▶ _ACTION ITEM_: Nothing in the records should be left out; transcribe them exactly.
═══ RECORDS FOR PROCESSING
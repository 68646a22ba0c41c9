//! Tenant membership capability.
//!
//! Which tenants are currently active (the bot is joined to the guild) is
//! owned by an external collaborator. The engine consumes it through
//! [`TenantDirectory`] and never derives it from the cache it is repairing.

use std::collections::BTreeSet;

use async_trait::async_trait;
use guildcfg_core::{GuildCfgResult, TenantId};
use tokio::sync::RwLock;

#[async_trait]
pub trait TenantDirectory: Send + Sync {
    /// Upstream presence check for a single tenant.
    async fn is_active(&self, tenant_id: &TenantId) -> GuildCfgResult<bool>;

    /// Every tenant currently reported as active.
    async fn active_tenants(&self) -> GuildCfgResult<Vec<TenantId>>;
}

/// Directory backed by a fixed set that can be changed at runtime.
#[derive(Debug, Default)]
pub struct StaticTenantDirectory {
    tenants: RwLock<BTreeSet<TenantId>>,
    admit_unlisted: bool,
}

impl StaticTenantDirectory {
    /// Only listed tenants are active.
    pub fn new(tenants: impl IntoIterator<Item = TenantId>) -> Self {
        Self {
            tenants: RwLock::new(tenants.into_iter().collect()),
            admit_unlisted: false,
        }
    }

    /// Every tenant passes the presence check; the listed ones are the set
    /// handed to periodic reconciliation.
    pub fn permissive(tenants: impl IntoIterator<Item = TenantId>) -> Self {
        Self {
            tenants: RwLock::new(tenants.into_iter().collect()),
            admit_unlisted: true,
        }
    }

    pub async fn join(&self, tenant_id: TenantId) {
        self.tenants.write().await.insert(tenant_id);
    }

    pub async fn leave(&self, tenant_id: &TenantId) {
        self.tenants.write().await.remove(tenant_id);
    }
}

#[async_trait]
impl TenantDirectory for StaticTenantDirectory {
    async fn is_active(&self, tenant_id: &TenantId) -> GuildCfgResult<bool> {
        if self.admit_unlisted {
            return Ok(true);
        }
        Ok(self.tenants.read().await.contains(tenant_id))
    }

    async fn active_tenants(&self) -> GuildCfgResult<Vec<TenantId>> {
        Ok(self.tenants.read().await.iter().cloned().collect())
    }
}
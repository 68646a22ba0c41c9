//! Health Check Endpoint
//!
//! No authentication required.

use axum::{extract::State, http::StatusCode, response::IntoResponse, Json};
use serde::{Deserialize, Serialize};

use crate::state::AppState;

#[derive(Debug, Clone, Serialize, Deserialize)]
pub struct HealthResponse {
    pub status: HealthStatus,
    pub version: String,
    pub uptime_seconds: u64,
}

#[derive(Debug, Clone, Copy, PartialEq, Eq, Serialize, Deserialize)]
#[serde(rename_all = "lowercase")]
pub enum HealthStatus {
    Healthy,
}

/// GET /health - Process liveness check
pub async fn liveness(State(state): State<AppState>) -> impl IntoResponse {
    let response = HealthResponse {
        status: HealthStatus::Healthy,
        version: env!("CARGO_PKG_VERSION").to_string(),
        uptime_seconds: state.start_time.elapsed().as_secs(),
    };
    (StatusCode::OK, Json(response))
}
══════
▶ _YOUR RESPONSE_:
repository 68646a22ba0c41c9
//! Tenant membership capability.
//!
//! Which tenants are currently active (the bot is joined to the guild) is
//! owned by an external collaborator. The engine consumes it through
//! [`TenantDirectory`] and never derives it from the cache it is repairing.

use std::collections::BTreeSet;

use async_trait::async_trait;
use guildcfg_core::{GuildCfgResult, TenantId};
use tokio::sync::RwLock;

#[async_trait]
pub trait TenantDirectory: Send + Sync {
    /// Upstream presence check for a single tenant.
    async fn is_active(&self, tenant_id: &TenantId) -> GuildCfgResult<bool>;

    /// Every tenant currently reported as active.
    async fn active_tenants(&self) -> GuildCfgResult<Vec<TenantId>>;
}

/// Directory backed by a fixed set that can be changed at runtime.
#[derive(Debug, Default)]
pub struct StaticTenantDirectory {
    tenants: RwLock<BTreeSet<TenantId>>,
    admit_unlisted: bool,
}

impl StaticTenantDirectory {
    /// Only listed tenants are active.
    pub fn new(tenants: impl IntoIterator<Item = TenantId>) -> Self {
        Self {
            tenants: RwLock::new(tenants.into_iter().collect()),
            admit_unlisted: false,
        }
    }

    /// Every tenant passes the presence check; the listed ones are the set
    /// handed to periodic reconciliation.
    pub fn permissive(tenants: impl IntoIterator<Item = TenantId>) -> Self {
        Self {
            tenants: RwLock::new(tenants.into_iter().collect()),
            admit_unlisted: true,
        }
    }

    pub async fn join(&self, tenant_id: TenantId) {
        self.tenants.write().await.insert(tenant_id);
    }

    pub async fn leave(&self, tenant_id: &TenantId) {
        self.tenants.write().await.remove(tenant_id);
    }
}

#[async_trait]
impl TenantDirectory for StaticTenantDirectory {
    async fn is_active(&self, tenant_id: &TenantId) -> GuildCfgResult<bool> {
        if self.admit_unlisted {
            return Ok(true);
        }
        Ok(self.tenants.read().await.contains(tenant_id))
    }

    async fn active_tenants(&self) -> GuildCfgResult<Vec<TenantId>> {
        Ok(self.tenants.read().await.iter().cloned().collect())
    }
}
repository 68646a22ba0c41c9
//! Health Check Endpoint
//!
//! No authentication required.

use axum::{extract::State, http::StatusCode, response::IntoResponse, Json};
use serde::{Deserialize, Serialize};

use crate::state::AppState;

#[derive(Debug, Clone, Serialize, Deserialize)]
pub struct HealthResponse {
    pub status: HealthStatus,
    pub version: String,
    pub uptime_seconds: u64,
}

#[derive(Debug, Clone, Copy, PartialEq, Eq, Serialize, Deserialize)]
#[serde(rename_all = "lowercase")]
pub enum HealthStatus {
    Healthy,
}

/// GET /health - Process liveness check
pub async fn liveness(State(state): State<AppState>) -> impl IntoResponse {
    let response = HealthResponse {
        status: HealthStatus::Healthy,
        version: env!("CARGO_PKG_VERSION").to_string(),
        uptime_seconds: state.start_time.elapsed().as_secs(),
    };
    (StatusCode::OK, Json(response))
}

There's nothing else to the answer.